TASK OBJECTIVE
What lines below include the word "Debug"? Copy each one.

TASK INPUT
##############################
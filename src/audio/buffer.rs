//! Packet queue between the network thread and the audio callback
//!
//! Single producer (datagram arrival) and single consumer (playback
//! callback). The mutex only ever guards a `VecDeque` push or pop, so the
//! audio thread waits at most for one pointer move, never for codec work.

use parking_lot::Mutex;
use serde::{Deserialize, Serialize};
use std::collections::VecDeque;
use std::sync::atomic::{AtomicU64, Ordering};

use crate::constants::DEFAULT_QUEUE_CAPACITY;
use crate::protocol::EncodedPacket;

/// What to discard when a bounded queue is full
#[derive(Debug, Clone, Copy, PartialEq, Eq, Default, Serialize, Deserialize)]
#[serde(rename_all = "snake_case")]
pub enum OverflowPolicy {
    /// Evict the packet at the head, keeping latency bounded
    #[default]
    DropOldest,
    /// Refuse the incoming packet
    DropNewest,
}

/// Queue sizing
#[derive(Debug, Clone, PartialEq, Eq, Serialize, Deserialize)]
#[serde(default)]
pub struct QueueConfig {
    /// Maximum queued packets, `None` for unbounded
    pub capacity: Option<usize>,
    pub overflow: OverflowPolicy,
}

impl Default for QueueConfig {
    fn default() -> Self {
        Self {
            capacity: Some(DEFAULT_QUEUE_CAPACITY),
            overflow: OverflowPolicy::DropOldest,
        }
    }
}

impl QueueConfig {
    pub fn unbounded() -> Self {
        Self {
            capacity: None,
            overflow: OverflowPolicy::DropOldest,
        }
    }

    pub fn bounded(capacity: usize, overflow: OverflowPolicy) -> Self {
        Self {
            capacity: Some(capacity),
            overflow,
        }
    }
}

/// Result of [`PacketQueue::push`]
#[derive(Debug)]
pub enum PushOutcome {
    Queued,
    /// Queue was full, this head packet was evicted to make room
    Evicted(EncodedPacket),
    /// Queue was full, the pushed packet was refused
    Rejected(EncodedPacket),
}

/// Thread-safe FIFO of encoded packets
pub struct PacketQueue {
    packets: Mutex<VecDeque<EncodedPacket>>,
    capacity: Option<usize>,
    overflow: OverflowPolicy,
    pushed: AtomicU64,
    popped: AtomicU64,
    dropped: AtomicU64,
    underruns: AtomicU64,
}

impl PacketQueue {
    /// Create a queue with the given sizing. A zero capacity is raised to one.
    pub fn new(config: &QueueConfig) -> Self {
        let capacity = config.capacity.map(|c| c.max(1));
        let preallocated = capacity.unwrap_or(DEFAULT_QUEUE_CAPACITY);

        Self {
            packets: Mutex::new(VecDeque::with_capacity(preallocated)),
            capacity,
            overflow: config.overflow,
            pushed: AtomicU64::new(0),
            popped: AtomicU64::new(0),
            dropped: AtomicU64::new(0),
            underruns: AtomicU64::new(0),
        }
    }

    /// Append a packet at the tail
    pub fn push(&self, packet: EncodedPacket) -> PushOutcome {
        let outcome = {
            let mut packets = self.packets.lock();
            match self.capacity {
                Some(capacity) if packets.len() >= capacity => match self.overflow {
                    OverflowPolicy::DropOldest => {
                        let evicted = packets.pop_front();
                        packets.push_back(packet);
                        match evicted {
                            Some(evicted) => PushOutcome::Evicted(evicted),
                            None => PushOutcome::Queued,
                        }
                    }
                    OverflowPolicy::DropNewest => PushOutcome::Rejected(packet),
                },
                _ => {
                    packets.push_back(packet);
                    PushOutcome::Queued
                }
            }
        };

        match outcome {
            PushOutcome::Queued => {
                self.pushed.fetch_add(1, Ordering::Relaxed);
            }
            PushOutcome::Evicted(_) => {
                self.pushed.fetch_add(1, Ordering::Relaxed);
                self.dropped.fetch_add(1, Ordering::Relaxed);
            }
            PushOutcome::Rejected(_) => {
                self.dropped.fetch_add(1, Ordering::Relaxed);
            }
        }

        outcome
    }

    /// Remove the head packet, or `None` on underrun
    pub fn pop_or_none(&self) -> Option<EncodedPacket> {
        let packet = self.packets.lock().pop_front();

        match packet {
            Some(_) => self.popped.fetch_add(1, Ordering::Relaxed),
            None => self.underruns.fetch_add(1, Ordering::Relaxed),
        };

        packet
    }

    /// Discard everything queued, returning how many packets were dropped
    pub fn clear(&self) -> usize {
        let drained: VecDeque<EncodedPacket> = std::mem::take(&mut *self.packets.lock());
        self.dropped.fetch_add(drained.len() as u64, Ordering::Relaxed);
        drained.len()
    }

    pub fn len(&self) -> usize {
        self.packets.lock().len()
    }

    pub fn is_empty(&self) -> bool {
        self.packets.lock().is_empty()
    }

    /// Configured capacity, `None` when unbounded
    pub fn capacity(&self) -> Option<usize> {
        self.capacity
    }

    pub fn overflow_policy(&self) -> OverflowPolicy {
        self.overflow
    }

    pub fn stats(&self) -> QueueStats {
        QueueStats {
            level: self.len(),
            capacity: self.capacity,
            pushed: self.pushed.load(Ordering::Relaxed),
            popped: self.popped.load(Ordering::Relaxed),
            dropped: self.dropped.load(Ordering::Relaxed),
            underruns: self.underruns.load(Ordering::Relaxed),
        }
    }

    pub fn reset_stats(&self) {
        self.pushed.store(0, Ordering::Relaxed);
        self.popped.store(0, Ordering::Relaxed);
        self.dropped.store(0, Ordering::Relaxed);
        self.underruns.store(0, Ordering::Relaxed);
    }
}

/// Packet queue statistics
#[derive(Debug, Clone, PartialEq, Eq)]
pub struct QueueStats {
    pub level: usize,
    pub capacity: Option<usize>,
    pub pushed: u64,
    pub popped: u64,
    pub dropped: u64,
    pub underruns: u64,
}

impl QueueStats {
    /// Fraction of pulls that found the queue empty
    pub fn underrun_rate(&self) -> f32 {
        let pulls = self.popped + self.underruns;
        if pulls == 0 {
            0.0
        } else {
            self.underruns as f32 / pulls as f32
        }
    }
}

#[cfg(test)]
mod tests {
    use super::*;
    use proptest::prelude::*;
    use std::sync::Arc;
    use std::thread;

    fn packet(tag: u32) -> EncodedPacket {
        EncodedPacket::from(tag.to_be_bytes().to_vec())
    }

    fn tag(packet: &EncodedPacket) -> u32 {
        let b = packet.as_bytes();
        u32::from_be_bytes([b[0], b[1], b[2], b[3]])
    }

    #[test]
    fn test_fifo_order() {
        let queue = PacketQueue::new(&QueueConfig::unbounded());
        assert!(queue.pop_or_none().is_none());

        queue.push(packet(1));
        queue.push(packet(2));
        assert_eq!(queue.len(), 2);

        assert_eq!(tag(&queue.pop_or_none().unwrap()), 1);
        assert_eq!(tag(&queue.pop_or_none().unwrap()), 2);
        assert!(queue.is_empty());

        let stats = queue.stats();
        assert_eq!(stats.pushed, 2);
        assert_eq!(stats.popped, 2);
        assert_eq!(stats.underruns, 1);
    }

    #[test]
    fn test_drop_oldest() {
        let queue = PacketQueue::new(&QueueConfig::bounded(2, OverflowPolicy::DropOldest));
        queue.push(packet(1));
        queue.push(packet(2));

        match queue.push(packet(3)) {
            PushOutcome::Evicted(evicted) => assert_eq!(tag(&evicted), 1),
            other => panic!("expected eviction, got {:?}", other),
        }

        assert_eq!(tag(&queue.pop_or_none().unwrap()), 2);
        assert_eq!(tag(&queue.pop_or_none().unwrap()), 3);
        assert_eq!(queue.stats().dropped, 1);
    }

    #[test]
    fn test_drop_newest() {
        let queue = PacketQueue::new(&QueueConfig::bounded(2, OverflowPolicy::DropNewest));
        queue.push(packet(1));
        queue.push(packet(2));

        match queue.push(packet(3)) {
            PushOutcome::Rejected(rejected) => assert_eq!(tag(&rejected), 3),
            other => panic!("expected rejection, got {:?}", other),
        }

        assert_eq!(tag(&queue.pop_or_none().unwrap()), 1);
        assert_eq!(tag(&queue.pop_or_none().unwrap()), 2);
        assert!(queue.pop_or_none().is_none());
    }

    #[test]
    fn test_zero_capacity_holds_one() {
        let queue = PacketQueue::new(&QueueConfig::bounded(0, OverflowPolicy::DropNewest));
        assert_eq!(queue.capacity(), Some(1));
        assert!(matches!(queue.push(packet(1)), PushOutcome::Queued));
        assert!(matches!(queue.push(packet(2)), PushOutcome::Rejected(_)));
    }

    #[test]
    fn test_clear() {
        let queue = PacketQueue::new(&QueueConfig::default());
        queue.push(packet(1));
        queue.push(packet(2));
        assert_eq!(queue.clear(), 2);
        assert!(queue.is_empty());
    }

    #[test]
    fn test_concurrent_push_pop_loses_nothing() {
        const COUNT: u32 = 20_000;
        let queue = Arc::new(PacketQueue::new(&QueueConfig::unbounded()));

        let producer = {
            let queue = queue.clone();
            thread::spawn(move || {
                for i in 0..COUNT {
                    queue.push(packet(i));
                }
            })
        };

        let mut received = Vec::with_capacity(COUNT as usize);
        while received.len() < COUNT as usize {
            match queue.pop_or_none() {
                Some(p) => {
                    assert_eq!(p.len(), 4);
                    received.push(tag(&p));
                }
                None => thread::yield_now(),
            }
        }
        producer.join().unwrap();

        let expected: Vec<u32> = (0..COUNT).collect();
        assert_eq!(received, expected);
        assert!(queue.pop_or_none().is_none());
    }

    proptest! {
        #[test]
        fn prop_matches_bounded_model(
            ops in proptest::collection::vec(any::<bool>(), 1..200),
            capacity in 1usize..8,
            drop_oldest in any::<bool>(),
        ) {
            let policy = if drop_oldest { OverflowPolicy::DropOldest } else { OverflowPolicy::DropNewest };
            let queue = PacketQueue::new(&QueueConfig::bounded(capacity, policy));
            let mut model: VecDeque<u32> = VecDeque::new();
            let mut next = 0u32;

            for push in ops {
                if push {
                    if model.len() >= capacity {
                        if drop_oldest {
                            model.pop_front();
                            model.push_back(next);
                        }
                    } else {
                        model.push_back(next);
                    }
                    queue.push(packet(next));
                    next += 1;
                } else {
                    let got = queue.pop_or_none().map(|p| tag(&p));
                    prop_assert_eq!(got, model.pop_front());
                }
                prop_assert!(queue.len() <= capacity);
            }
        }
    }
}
##############################
ANSWER SECTION
#[derive(Debug, Clone, Copy, PartialEq, Eq, Default, Serialize, Deserialize)]
#[derive(Debug, Clone, PartialEq, Eq, Serialize, Deserialize)]
#[derive(Debug)]
#[derive(Debug, Clone, PartialEq, Eq)]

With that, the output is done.